▶ _Aim of the exercise_
Show every line from the entries that follow which holds the word "ContestDefinition".

━━━ Information given

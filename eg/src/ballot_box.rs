// Copyright (C) 2026 The electionguard-core Authors.

#![deny(clippy::unwrap_used)]
#![deny(clippy::expect_used)]
#![deny(clippy::panic)]
#![deny(clippy::manual_assert)]

//! The ballot box: the append-only record of every submitted ballot's
//! disposition. A ballot is submitted exactly once, as either CAST (its
//! selections count toward the tally, nonces are never again needed)
//! or SPOILED (held out of the tally and opened for the Benaloh
//! challenge). Once recorded, a ballot's disposition never changes.

use std::collections::BTreeMap;

use serde::{Deserialize, Serialize};

use crate::ballot::CiphertextBallot;
use crate::context::Context;
use crate::errors::{EgError, EgResult};
use crate::fixed_parameters::FixedParameters;

/// A submitted ballot's final disposition.
#[derive(Clone, Copy, Debug, PartialEq, Eq, Serialize, Deserialize)]
pub enum BallotBoxState {
    Cast,
    Spoiled,
}

/// One entry in the ballot box: the ciphertext ballot together with the
/// disposition it was submitted under.
#[derive(Clone, Debug, PartialEq, Eq, Serialize, Deserialize)]
pub struct SubmittedBallot {
    pub ballot: CiphertextBallot,
    pub state: BallotBoxState,
}

/// The append-only store of every ballot submitted in an election.
/// `ballot_id` is the uniqueness key: a second submission under the
/// same id, cast or spoiled, is rejected rather than silently
/// overwriting the first (spec-level: no ballot may be both cast and
/// spoiled, or cast twice).
#[derive(Clone, Debug, Default, Serialize, Deserialize)]
pub struct BallotBox {
    entries: BTreeMap<String, SubmittedBallot>,
}

impl BallotBox {
    pub fn new() -> Self {
        BallotBox {
            entries: BTreeMap::new(),
        }
    }

    /// Submits `ballot` under `state`, after checking its NIZK proofs
    /// verify and that `ballot_id` has not already been submitted. A
    /// ballot whose proofs fail is rejected outright: there is no
    /// partial admission of an unverified ballot (spec §7).
    pub fn submit(
        &mut self,
        ballot: CiphertextBallot,
        state: BallotBoxState,
        context: &Context,
        fixed_parameters: &FixedParameters,
    ) -> EgResult<()> {
        if self.entries.contains_key(&ballot.ballot_id) {
            return Err(EgError::StateConflict(format!(
                "ballot {} has already been submitted",
                ballot.ballot_id
            )));
        }
        ballot.verify_proofs(context, fixed_parameters)?;
        self.entries
            .insert(ballot.ballot_id.clone(), SubmittedBallot { ballot, state });
        Ok(())
    }

    pub fn get(&self, ballot_id: &str) -> Option<&SubmittedBallot> {
        self.entries.get(ballot_id)
    }

    /// Every cast ballot, in ascending ballot-id order (a stable,
    /// submission-order-independent iteration order for the tally).
    pub fn cast_ballots(&self) -> impl Iterator<Item = &CiphertextBallot> {
        self.entries
            .values()
            .filter(|e| e.state == BallotBoxState::Cast)
            .map(|e| &e.ballot)
    }

    /// Every spoiled ballot, in ascending ballot-id order.
    pub fn spoiled_ballots(&self) -> impl Iterator<Item = &CiphertextBallot> {
        self.entries
            .values()
            .filter(|e| e.state == BallotBoxState::Spoiled)
            .map(|e| &e.ballot)
    }

    pub fn cast_ballot_ids(&self) -> Vec<String> {
        self.cast_ballots().map(|b| b.ballot_id.clone()).collect()
    }

    pub fn spoiled_ballot_ids(&self) -> Vec<String> {
        self.spoiled_ballots().map(|b| b.ballot_id.clone()).collect()
    }

    pub fn len(&self) -> usize {
        self.entries.len()
    }

    pub fn is_empty(&self) -> bool {
        self.entries.is_empty()
    }
}

#[cfg(test)]
#[allow(clippy::unwrap_used)]
mod tests {
    use super::*;
    use crate::ballot::{encrypt_ballot, PlaintextBallot, PlaintextContest, PlaintextSelection};
    use crate::context::Context;
    use crate::guardian::{Guardian, GuardianSet};
    use crate::key_ceremony::{GuardianSecretState, KeyCeremonyMediator};
    use crate::manifest::{BallotStyle, Candidate, ContestDefinition, Manifest, SelectionDefinition, VoteVariation};
    use util::csrng::DeterministicCsrng;

    fn manifest() -> Manifest {
        Manifest {
            election_scope_id: "town-2026".into(),
            candidates: vec![
                Candidate {
                    object_id: "alice".into(),
                    name: "Alice".into(),
                },
                Candidate {
                    object_id: "bob".into(),
                    name: "Bob".into(),
                },
            ],
            contests: vec![ContestDefinition {
                object_id: "mayor".into(),
                sequence_order: 0,
                vote_variation: VoteVariation::OneOfM,
                votes_allowed: 1,
                selections: vec![
                    SelectionDefinition {
                        object_id: "mayor-alice".into(),
                        candidate_id: "alice".into(),
                        sequence_order: 0,
                    },
                    SelectionDefinition {
                        object_id: "mayor-bob".into(),
                        candidate_id: "bob".into(),
                        sequence_order: 1,
                    },
                ],
            }],
            ballot_styles: vec![BallotStyle {
                object_id: "default".into(),
                contest_ids: vec!["mayor".into()],
            }],
        }
    }

    fn setup() -> (FixedParameters, Context, Manifest) {
        let fp = FixedParameters::compact();
        let csrng = DeterministicCsrng::from_seed_bytes(b"ballot-box-setup");
        let guardians = vec![Guardian::new("g1", 1).unwrap(), Guardian::new("g2", 2).unwrap()];
        let guardian_set = GuardianSet::new(guardians, 2).unwrap();
        let secrets: Vec<GuardianSecretState> = guardian_set
            .guardians
            .iter()
            .map(|g| GuardianSecretState::generate(g.sequence_order, 2, &fp.field, &csrng))
            .collect();
        let mut mediator = KeyCeremonyMediator::new(guardian_set.clone());
        let mut commitments = Vec::new();
        for s in &secrets {
            let c = s.commit(&fp.group, &fp.field, &csrng);
            mediator
                .receive_announcement(s.index, c.clone(), &fp.group, &fp.field)
                .unwrap();
            commitments.push((s.index.get(), c));
        }
        for sender in &secrets {
            for recipient in &secrets {
                let value = sender.backup_for(recipient.index, &fp.field);
                mediator
                    .receive_backup(sender.index, recipient.index, value, &fp.group, &fp.field)
                    .unwrap();
            }
        }
        mediator.advance_to_backups_verified().unwrap();
        let joint_key = mediator.publish(&fp.group).unwrap();
        let manifest = manifest();
        let context = Context::build(&mediator, joint_key, &manifest, &fp, commitments);
        (fp, context, manifest)
    }

    fn ballot(id: &str, choice: &str, fp: &FixedParameters, context: &Context, manifest: &Manifest, seed: &[u8]) -> CiphertextBallot {
        let csrng = DeterministicCsrng::from_seed_bytes(seed);
        let ballot_nonce = fp.field.random_field_elem(&csrng);
        let plaintext = PlaintextBallot {
            ballot_id: id.into(),
            style_id: "default".into(),
            contests: vec![PlaintextContest {
                contest_id: "mayor".into(),
                selections: vec![PlaintextSelection {
                    object_id: format!("mayor-{choice}"),
                    vote: 1,
                }],
            }],
        };
        encrypt_ballot(&plaintext, manifest, context, fp, ballot_nonce, &csrng).unwrap()
    }

    #[test]
    fn cast_and_spoiled_ballots_are_tracked_separately() {
        let (fp, context, manifest) = setup();
        let mut box_ = BallotBox::new();

        let b1 = ballot("b1", "alice", &fp, &context, &manifest, b"b1");
        let b2 = ballot("b2", "bob", &fp, &context, &manifest, b"b2");

        box_.submit(b1, BallotBoxState::Cast, &context, &fp).unwrap();
        box_.submit(b2, BallotBoxState::Spoiled, &context, &fp).unwrap();

        assert_eq!(box_.cast_ballot_ids(), vec!["b1".to_string()]);
        assert_eq!(box_.spoiled_ballot_ids(), vec!["b2".to_string()]);
    }

    #[test]
    fn duplicate_ballot_id_is_rejected() {
        let (fp, context, manifest) = setup();
        let mut box_ = BallotBox::new();

        let b1 = ballot("b1", "alice", &fp, &context, &manifest, b"dup");
        let b1_again = ballot("b1", "bob", &fp, &context, &manifest, b"dup-again");

        box_.submit(b1, BallotBoxState::Cast, &context, &fp).unwrap();
        assert!(box_
            .submit(b1_again, BallotBoxState::Cast, &context, &fp)
            .is_err());
    }

    #[test]
    fn ballot_with_invalid_proof_is_rejected_on_submit() {
        let (fp, context, manifest) = setup();
        let mut box_ = BallotBox::new();

        let mut tampered = ballot("b1", "alice", &fp, &context, &manifest, b"tamper");
        tampered.contests[0].selections[0].ciphertext.beta = tampered.contests[0].selections[0]
            .ciphertext
            .beta
            .mul(&fp.group.generator(), &fp.group);

        assert!(box_
            .submit(tampered, BallotBoxState::Cast, &context, &fp)
            .is_err());
        assert!(box_.is_empty());
    }
}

━━━━━━

▶ _Solution for this exercise_
    use crate::manifest::{BallotStyle, Candidate, ContestDefinition, Manifest, SelectionDefinition, VoteVariation};
            contests: vec![ContestDefinition {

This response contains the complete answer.